Race, Sex and Poetry

The poetry night held at the University of Illinois at Chicago last Friday as part of the “Race, Sex, Power: New Movements in Black & Latina/o Sexualities” conference was an invigorating plunge into the world of minorities living within minority populations in America and abroad. The conference–a collaboration between various colleges across Chicago including the University of Chicago, the University of Illinois at Chicago, DePaul University, and Columbia College Chicago–was designed to examine the intersections of art, sexuality, public health, and other subjects in Latino and African-American cultures, but the poetry night was almost exclusively focused on the lifestyles of minority gays in the non-white world.

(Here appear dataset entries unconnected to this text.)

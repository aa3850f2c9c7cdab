//! Block processor.
//!
//! Applies the transactions of one block, in order, to a single
//! [`StateBatch`], then commits the batch together with the chain head in
//! one change set. Only after the commit succeeds is the round clock told
//! that the block is final, so a failed commit never moves the round.
//!
//! Invalid transactions (bad nonce, unaffordable, wrong chain) are dropped
//! and logged; they leave no trace in state. Failed votes are included with
//! a failed receipt and pay their fee.

use std::sync::Arc;
use std::time::Instant;

use serde::{Deserialize, Serialize};
use tally_oracle::{ClockEvent, RoundAdvancer, RoundClock, RoundReader, RoundSchedule, RoundView, VoteLedger};
use tally_state::{BlockEnv, Receipt, StateBatch, StateTransition, Transaction};
use tally_store::{ChangeSet, StateStore};
use tally_types::{Address, Round, TxHash, Wei};

use crate::genesis::ChainHead;
use crate::metrics::NodeMetrics;
use crate::node_event::{EventBus, NodeEvent};
use crate::tracing_spans::{block_span, tx_span};
use crate::NodeError;

#[derive(Clone, Debug, PartialEq, Eq, Serialize, Deserialize)]
pub struct Block {
    pub number: u64,
    pub base_fee_per_gas: Wei,
    pub proposer: Address,
    pub transactions: Vec<Transaction>,
}

/// A transaction left out of a block.
#[derive(Clone, Debug, PartialEq, Eq)]
pub struct DroppedTx {
    /// `None` if the transaction could not even be hashed.
    pub tx_hash: Option<TxHash>,
    pub from: Address,
    pub reason: String,
}

/// What a committed block did.
#[derive(Clone, Debug)]
pub struct BlockOutcome {
    pub number: u64,
    /// Round view after the block was finalized.
    pub view: RoundView,
    pub receipts: Vec<Receipt>,
    pub dropped: Vec<DroppedTx>,
    pub clock_events: Vec<ClockEvent>,
    /// Vote records removed by pruning after a round change.
    pub pruned: u64,
}

impl BlockOutcome {
    pub fn receipt(&self, tx_hash: &TxHash) -> Option<&Receipt> {
        self.receipts.iter().find(|r| &r.tx_hash == tx_hash)
    }
}

pub struct BlockProcessor {
    store: Arc<dyn StateStore>,
    transition: StateTransition,
    clock: RoundAdvancer,
    chain_id: u64,
    last_block: u64,
    events: EventBus,
    metrics: Arc<NodeMetrics>,
}

impl BlockProcessor {
    /// Resume processing from `head` (genesis or the persisted head).
    pub fn new(
        store: Arc<dyn StateStore>,
        transition: StateTransition,
        chain_id: u64,
        head: ChainHead,
        metrics: Arc<NodeMetrics>,
    ) -> Result<Self, NodeError> {
        let schedule = RoundSchedule::from_params(transition.params())?;
        let (clock, _) = RoundClock::new(schedule, head.view);
        metrics.last_block.set(head.last_block as i64);
        metrics.current_round.set(head.view.round.as_u64() as i64);
        metrics.current_epoch.set(head.view.epoch.as_u64() as i64);
        Ok(Self {
            store,
            transition,
            clock,
            chain_id,
            last_block: head.last_block,
            events: EventBus::new(),
            metrics,
        })
    }

    pub fn last_block(&self) -> u64 {
        self.last_block
    }

    pub fn view(&self) -> RoundView {
        self.clock.view()
    }

    pub fn round_reader(&self) -> RoundReader {
        self.clock.reader()
    }

    pub fn subscribe(&mut self, listener: Box<dyn Fn(&NodeEvent) + Send + Sync>) {
        self.events.subscribe(listener);
    }

    /// Apply and commit `block`, which must directly follow the last one.
    pub fn process_block(&mut self, block: &Block) -> Result<BlockOutcome, NodeError> {
        let expected = self.last_block + 1;
        if block.number != expected {
            return Err(NodeError::InvalidBlock(format!(
                "expected block {expected}, got {}",
                block.number
            )));
        }

        let span = block_span(block.number, block.transactions.len());
        let _enter = span.enter();
        let started = Instant::now();

        let env = BlockEnv {
            chain_id: self.chain_id,
            number: block.number,
            base_fee_per_gas: block.base_fee_per_gas,
            proposer: block.proposer,
        };
        // the clock only moves between blocks, so every tx sees this view
        let view = self.clock.view();

        let batch = StateBatch::new(self.store.as_ref());
        let mut receipts = Vec::with_capacity(block.transactions.len());
        let mut dropped = Vec::new();
        for (index, tx) in block.transactions.iter().enumerate() {
            let _tx = tx_span(index).entered();
            match self.transition.apply(&batch, &env, &view, tx) {
                Ok(receipt) => receipts.push(receipt),
                Err(e) if e.is_fatal() => return Err(e.into()),
                Err(e) => {
                    tracing::warn!(from = %tx.from, nonce = tx.nonce, error = %e, "transaction dropped");
                    dropped.push(DroppedTx {
                        tx_hash: tx.hash().ok(),
                        from: tx.from,
                        reason: e.to_string(),
                    });
                }
            }
        }

        let (next_view, clock_events) = self.clock.schedule().advance(view, block.number);
        let head = ChainHead {
            last_block: block.number,
            view: next_view,
        };
        for (key, value) in head.meta_entries()? {
            batch.put_meta(&key, value);
        }
        batch.commit()?;

        self.last_block = block.number;
        self.clock.on_block_finalized(block.number);
        let pruned = self.prune_after(&clock_events);

        let outcome = BlockOutcome {
            number: block.number,
            view: next_view,
            receipts,
            dropped,
            clock_events,
            pruned,
        };
        self.record(&outcome, started);
        tracing::info!(
            included = outcome.receipts.len(),
            dropped = outcome.dropped.len(),
            round = next_view.round.as_u64(),
            "block committed"
        );
        Ok(outcome)
    }

    /// Start a new round now instead of at the next scheduled boundary.
    ///
    /// The new view is persisted before it is published.
    pub fn advance_round(&mut self) -> Result<ClockEvent, NodeError> {
        let current = self.clock.view();
        let head = ChainHead {
            last_block: self.last_block,
            view: RoundView {
                round: current.round.next(),
                round_start_block: self.last_block.max(current.round_start_block),
                ..current
            },
        };
        self.store.apply_changes(&ChangeSet {
            meta: head.meta_entries()?,
            ..ChangeSet::default()
        })?;

        let event = self.clock.advance_round(self.last_block);
        let pruned = self.prune_after(&[event]);
        self.metrics.current_round.set(head.view.round.as_u64() as i64);
        self.emit_clock_event(&event);
        if pruned > 0 {
            tracing::debug!(pruned, "vote records pruned after forced round change");
        }
        Ok(event)
    }

    /// Drop vote records of rounds no longer needed once the round moved.
    ///
    /// Runs after the commit; a failure only delays pruning to the next
    /// round change.
    fn prune_after(&self, events: &[ClockEvent]) -> u64 {
        let Some(to) = events.iter().find_map(|event| match event {
            ClockEvent::RoundAdvanced { to, .. } => Some(*to),
            ClockEvent::EpochAdvanced { .. } => None,
        }) else {
            return 0;
        };
        let cutoff: Round =
            VoteLedger::prune_cutoff(to, self.transition.params().vote_history_rounds);
        match self.store.prune_before(cutoff) {
            Ok(removed) => {
                self.metrics.votes_pruned.inc_by(removed);
                removed
            }
            Err(e) => {
                tracing::warn!(cutoff = cutoff.as_u64(), error = %e, "vote pruning failed");
                0
            }
        }
    }

    fn record(&self, outcome: &BlockOutcome, started: Instant) {
        let m = &self.metrics;
        m.blocks_processed.inc();
        m.txs_included.inc_by(outcome.receipts.len() as u64);
        m.txs_invalid.inc_by(outcome.dropped.len() as u64);
        m.last_block.set(outcome.number as i64);
        m.current_round.set(outcome.view.round.as_u64() as i64);
        m.current_epoch.set(outcome.view.epoch.as_u64() as i64);
        m.block_process_time_ms
            .observe(started.elapsed().as_secs_f64() * 1_000.0);

        for receipt in outcome.receipts.iter().filter(|r| r.is_vote) {
            if let Some(vote_outcome) = receipt.vote_outcome {
                self.transition.admission().record(vote_outcome);
            }
            if receipt.succeeded() {
                m.votes_accepted.inc();
                self.events.emit(&NodeEvent::VoteAdmitted {
                    voter: receipt.from,
                    round: receipt.round,
                    tx_hash: receipt.tx_hash,
                });
            } else {
                m.votes_rejected.inc();
                self.events.emit(&NodeEvent::VoteFailed {
                    voter: receipt.from,
                    round: receipt.round,
                    tx_hash: receipt.tx_hash,
                    reason: receipt.revert_reason.clone().unwrap_or_default(),
                });
            }
            if receipt.settlement.is_refund() {
                m.fees_refunded.inc();
            }
        }
        for tx in &outcome.dropped {
            if let Some(tx_hash) = tx.tx_hash {
                self.events.emit(&NodeEvent::TxDropped {
                    tx_hash,
                    reason: tx.reason.clone(),
                });
            }
        }
        for event in &outcome.clock_events {
            self.emit_clock_event(event);
        }
        self.events.emit(&NodeEvent::BlockCommitted {
            number: outcome.number,
            included: outcome.receipts.len(),
            dropped: outcome.dropped.len(),
        });
    }

    fn emit_clock_event(&self, event: &ClockEvent) {
        let event = match *event {
            ClockEvent::RoundAdvanced { from, to, at_block } => {
                NodeEvent::RoundAdvanced { from, to, at_block }
            }
            ClockEvent::EpochAdvanced { from, to, at_block } => {
                NodeEvent::EpochAdvanced { from, to, at_block }
            }
        };
        self.events.emit(&event);
    }
}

Through an eclectic collection of people that included a political activist, a former prisoner of war, an acclaimed author and a Tony-award-winning poet, the night questioned the ties of sisterhood that bound women together despite differences in sexual orientation. It delved into the relationships shared between different genders both within and outside of America and, in doing so, underscored how differently those bonds are perceived outside of the U.S. Through remarkable and moving group performances and stunning recitations of pieces delivered by individuals, the poets questioned how minorities could ever think to support themselves in a hostile world if they continued to use the same prejudices that outsiders used against them upon people living within their own cultures. Each speaker’s message resounded with courage, wisdom, and hope for a better tomorrow, and if the applause, supportive shouting, somber nodding, and enthusiastic cheers that came from the audience could be used as any indication, the night was a success in that it made people consider the state of today’s society–and how it can be made better.